=== TO DO ===
Reply with one number: the count of lines in the data that hold the string "producing".

=== RECORDS FOR THIS TASK ===

+===+

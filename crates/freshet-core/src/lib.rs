//! # Freshet Core
//!
//! A library runtime for building and executing parallel streaming
//! dataflow graphs on shared-memory machines.
//!
//! A [`PipeGraph`] describes a DAG of operators — sources, maps, filters,
//! flat maps, windowed aggregations, sinks. The runtime materialises each
//! operator as a set of worker replicas (one OS thread each), routes
//! tuples between replicas over lock-free SPSC rings, and drives the
//! computation until every source ends and every stage drains.
//!
//! ## Building blocks
//!
//! - **Emitters**: per-stage output distribution under four routing modes
//!   (forward, broadcast, key-by, reshuffle), with optional batching and
//!   envelope recycling.
//! - **Windows**: event-time count-based and time-based sliding windows —
//!   keyed, parallel, paned, and FFAT-aggregator variants, fired by
//!   watermarks.
//! - **Watermarks**: per-replica minimum tracking across input channels,
//!   with punctuations keeping quiet channels live.
//! - **Execution modes**: best-effort ([`ExecutionMode::Default`]),
//!   reproducible ([`ExecutionMode::Deterministic`]), and bounded-skew
//!   ([`ExecutionMode::Probabilistic`]) input merging.
//!
//! ## Example
//!
//! ```rust
//! use freshet_core::operator::{Map, Sink, Source};
//! use freshet_core::{ExecutionMode, PipeGraph, TimePolicy};
//! use std::sync::{Arc, Mutex};
//!
//! let sum = Arc::new(Mutex::new(0u64));
//! let sink_sum = Arc::clone(&sum);
//!
//! let mut graph = PipeGraph::new("example", ExecutionMode::Default, TimePolicy::EventTime);
//! let source = Source::new(|shipper| {
//!     for v in 1..=100u64 {
//!         shipper.push_with_timestamp(v, v);
//!     }
//! });
//! graph
//!     .add_source(source)
//!     .and_then(|pipe| pipe.chain(Map::new(|v: u64| v * 2)))
//!     .and_then(|pipe| {
//!         pipe.chain_sink(Sink::new(move |v: Option<u64>| {
//!             if let Some(v) = v {
//!                 *sink_sum.lock().unwrap() += v;
//!             }
//!         }))
//!     })
//!     .unwrap();
//! graph.run().unwrap();
//! assert_eq!(*sum.lock().unwrap(), 10100);
//! ```
//!
//! ## Concurrency model
//!
//! One OS thread per replica; emitters run inline in the producing
//! replica's thread. Backpressure is implicit through the bounded rings: a
//! full downstream queue blocks the producer, cascading back to the
//! sources. Termination is cooperative — a finished source propagates an
//! end-of-stream punctuation and closes its channels, and every
//! downstream replica drains and exits.

#![warn(missing_docs)]
#![warn(clippy::all)]
#![allow(clippy::module_name_repetitions)]
// Unsafe is confined to the SPSC ring.
#![allow(unsafe_code)]

mod channel;
pub mod config;
mod emitter;
mod gate;
pub mod graph;
pub mod message;
pub mod operator;
mod pool;
pub mod stats;
mod watermark;
pub mod window;
mod worker;

pub use config::{ExecutionMode, TimePolicy};
pub use graph::{GraphError, MultiPipe, PipeGraph, SplitPipes};
pub use message::Data;
pub use operator::ConfigError;
pub use stats::{OperatorStats, ReplicaStats};
pub use window::WinType;

/// Result type for freshet-core operations.
pub type Result<T> = std::result::Result<T, Error>;

/// Errors surfaced by the runtime.
#[derive(Debug, thiserror::Error)]
pub enum Error {
    /// Operator configuration errors.
    #[error("config error: {0}")]
    Config(#[from] ConfigError),

    /// Graph assembly and execution errors.
    #[error("graph error: {0}")]
    Graph(#[from] GraphError),
}
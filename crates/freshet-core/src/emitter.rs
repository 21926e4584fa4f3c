//! Output emitters: per-stage distribution of tuples to downstream replicas.
//!
//! Every replica owns exactly one [`Emitter`] (sinks own none). An emitter
//! is a tagged sum over the routing modes — forward, broadcast, key-by,
//! reshuffle — plus a split wrapper that dispatches whole sub-emitters by a
//! user selector. Emitters run inline in the producing replica's thread.
//!
//! With a batch size `B > 0`, an emitter accumulates up to `B` tuples per
//! destination and ships the batch when it fills, when `flush` is called,
//! or just before a punctuation leaves. Batch shells are recycled through
//! the emitter's [`BatchPool`].
//!
//! In default execution mode, multi-destination emitters periodically
//! check for quiet destinations: every `amount` received inputs, if the
//! sampling interval elapsed, destinations with zero deliveries in the
//! sample receive a punctuation carrying the current watermark so that
//! event time keeps progressing on quiet key classes.

use std::hash::{Hash, Hasher};
use std::sync::Arc;
use std::time::Instant;

use fxhash::FxHasher;

use crate::channel::SendPort;
use crate::config::{WatermarkCadence, DEFAULT_POOL_CAPACITY};
use crate::message::{Batch, Data, Message, Single};
use crate::pool::BatchPool;

/// Routing rule of a basic (non-split) emitter.
pub(crate) enum Routing<T> {
    /// Single destination, pass-through.
    Forward,
    /// Every tuple to every destination.
    Broadcast,
    /// `FxHash(key) % num_dests`.
    KeyBy(Arc<dyn Fn(&T) -> u64 + Send + Sync>),
    /// Round-robin, advancing one destination per tuple.
    Reshuffle,
}

impl<T> Routing<T> {
    fn name(&self) -> &'static str {
        match self {
            Self::Forward => "FORWARD",
            Self::Broadcast => "BROADCAST",
            Self::KeyBy(_) => "KEYBY",
            Self::Reshuffle => "RESHUFFLE",
        }
    }
}

/// Hashes a key with the router's fixed hasher.
pub(crate) fn hash_key<K: Hash>(key: &K) -> u64 {
    let mut hasher = FxHasher::default();
    key.hash(&mut hasher);
    hasher.finish()
}

pub(crate) struct BasicEmitter<T> {
    routing: Routing<T>,
    dests: Vec<SendPort<Message<T>>>,
    batch_size: usize,
    batches: Vec<Option<Batch<T>>>,
    pool: BatchPool<T>,
    /// Monotonicity guard, one per destination.
    last_sent_wm: Vec<u64>,
    /// Deliveries per destination since the last punctuation sample.
    delivered: Vec<u64>,
    received_inputs: u64,
    last_punct_at: Instant,
    cadence: WatermarkCadence,
    /// Punctuation generation runs only in default mode and only with
    /// multiple destinations.
    punct_generation: bool,
    /// Round-robin cursor.
    rr_next: usize,
}

impl<T: Data> BasicEmitter<T> {
    pub(crate) fn new(
        routing: Routing<T>,
        dests: Vec<SendPort<Message<T>>>,
        batch_size: usize,
        punct_generation: bool,
        cadence: WatermarkCadence,
    ) -> Self {
        let n = dests.len();
        debug_assert!(n > 0, "emitter needs at least one destination");
        if let Routing::Forward = routing {
            debug_assert_eq!(n, 1, "forward emitter has exactly one destination");
        }
        Self {
            routing,
            dests,
            batch_size,
            batches: (0..n).map(|_| None).collect(),
            pool: BatchPool::new(DEFAULT_POOL_CAPACITY),
            last_sent_wm: vec![0; n],
            delivered: vec![0; n],
            received_inputs: 0,
            last_punct_at: Instant::now(),
            cadence,
            punct_generation: punct_generation && n > 1,
            rr_next: 0,
        }
    }

    /// Handle on this emitter's recycling pool, for installation on the
    /// downstream gates.
    pub(crate) fn pool_handle(&self) -> BatchPool<T> {
        self.pool.clone()
    }

    /// Hands a tuple to the emitter.
    pub(crate) fn emit(&mut self, payload: T, identifier: u64, timestamp: u64, watermark: u64) {
        self.received_inputs += 1;
        if self.punct_generation && self.received_inputs % self.cadence.amount == 0 {
            self.generate_punctuation(watermark);
        }
        match &self.routing {
            Routing::Forward => self.route_to(0, payload, identifier, timestamp, watermark),
            Routing::Reshuffle => {
                let dest = self.rr_next;
                self.rr_next = (self.rr_next + 1) % self.dests.len();
                self.route_to(dest, payload, identifier, timestamp, watermark);
            }
            Routing::KeyBy(hasher) => {
                let dest = (hasher(&payload) % self.dests.len() as u64) as usize;
                self.route_to(dest, payload, identifier, timestamp, watermark);
            }
            Routing::Broadcast => {
                let last = self.dests.len() - 1;
                for dest in 0..last {
                    self.route_to(dest, payload.clone(), identifier, timestamp, watermark);
                }
                // The last destination takes the original.
                self.route_to(last, payload, identifier, timestamp, watermark);
            }
        }
    }

    fn route_to(&mut self, dest: usize, payload: T, identifier: u64, timestamp: u64, watermark: u64) {
        if self.batch_size == 0 {
            self.send(dest, Message::Single(Single::new(payload, identifier, timestamp, watermark)));
            return;
        }
        if self.batches[dest].is_none() {
            self.batches[dest] = Some(self.pool.acquire(self.batch_size));
        }
        let batch = self.batches[dest].as_mut().expect("slot just populated");
        batch.push(payload, identifier, timestamp, watermark);
        if batch.len() >= self.batch_size {
            let full = self.batches[dest].take().expect("batch just filled");
            self.send(dest, Message::Batch(full));
        }
    }

    fn send(&mut self, dest: usize, msg: Message<T>) {
        let wm = msg.watermark();
        debug_assert!(
            self.last_sent_wm[dest] <= wm,
            "outgoing watermark regression to destination {dest}: {} -> {wm}",
            self.last_sent_wm[dest],
        );
        self.last_sent_wm[dest] = wm;
        self.dests[dest].send(msg);
        self.delivered[dest] += 1;
    }

    /// Ships any partially filled batches.
    pub(crate) fn flush(&mut self) {
        for dest in 0..self.dests.len() {
            if let Some(batch) = self.batches[dest].take() {
                if batch.is_empty() {
                    self.pool.release(batch);
                } else {
                    self.send(dest, Message::Batch(batch));
                }
            }
        }
    }

    /// Flushes and sends a punctuation to every destination.
    pub(crate) fn propagate_punctuation(&mut self, watermark: u64) {
        self.flush();
        for dest in 0..self.dests.len() {
            debug_assert!(self.last_sent_wm[dest] <= watermark);
            self.last_sent_wm[dest] = watermark;
            self.dests[dest].send(Message::Punct { watermark });
        }
    }

    /// End-of-sample check: punctuate destinations that saw no deliveries.
    fn generate_punctuation(&mut self, watermark: u64) {
        if self.last_punct_at.elapsed() < self.cadence.interval {
            return;
        }
        let mut any_quiet = false;
        for dest in 0..self.dests.len() {
            if self.delivered[dest] == 0 {
                // A quiet destination first gets its partial batch, if any.
                if let Some(batch) = self.batches[dest].take() {
                    debug_assert!(!batch.is_empty());
                    self.send(dest, Message::Batch(batch));
                }
                let wm = watermark.max(self.last_sent_wm[dest]);
                self.last_sent_wm[dest] = wm;
                self.dests[dest].send(Message::Punct { watermark: wm });
                any_quiet = true;
            } else {
                self.delivered[dest] = 0;
            }
        }
        if any_quiet {
            tracing::trace!(watermark, "punctuated quiet destinations");
        }
        self.last_punct_at = Instant::now();
    }

}

/// A replica's output side.
pub(crate) enum Emitter<T> {
    /// One routing mode, one destination set.
    Basic(BasicEmitter<T>),
    /// Split stage: a selector picks the branch, each branch is a full
    /// emitter of its own (with its own routing, batching, destinations).
    Split {
        selector: Arc<dyn Fn(&T) -> usize + Send + Sync>,
        branches: Vec<Emitter<T>>,
    },
}

impl<T: Data> Emitter<T> {
    /// Hands a tuple to the emitter.
    pub(crate) fn emit(&mut self, payload: T, identifier: u64, timestamp: u64, watermark: u64) {
        match self {
            Self::Basic(e) => e.emit(payload, identifier, timestamp, watermark),
            Self::Split { selector, branches } => {
                let idx = selector(&payload);
                assert!(
                    idx < branches.len(),
                    "split selector returned {idx} for {} branches",
                    branches.len()
                );
                branches[idx].emit(payload, identifier, timestamp, watermark);
            }
        }
    }

    /// Ships partially filled batches on every path.
    pub(crate) fn flush(&mut self) {
        match self {
            Self::Basic(e) => e.flush(),
            Self::Split { branches, .. } => {
                for b in branches {
                    b.flush();
                }
            }
        }
    }

    /// Flushes, then forwards a punctuation to every destination of every
    /// path.
    pub(crate) fn propagate_punctuation(&mut self, watermark: u64) {
        match self {
            Self::Basic(e) => e.propagate_punctuation(watermark),
            Self::Split { branches, .. } => {
                for b in branches {
                    b.propagate_punctuation(watermark);
                }
            }
        }
    }

}

impl<T> std::fmt::Debug for Emitter<T> {
    fn fmt(&self, f: &mut std::fmt::Formatter<'_>) -> std::fmt::Result {
        match self {
            Self::Basic(e) => f
                .debug_struct("Emitter")
                .field("routing", &e.routing.name())
                .field("destinations", &e.dests.len())
                .field("batch_size", &e.batch_size)
                .finish(),
            Self::Split { branches, .. } => f
                .debug_struct("Emitter")
                .field("routing", &"SPLIT")
                .field("branches", &branches.len())
                .finish(),
        }
    }
}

+===+

=== SOLUTION BELOW ===
2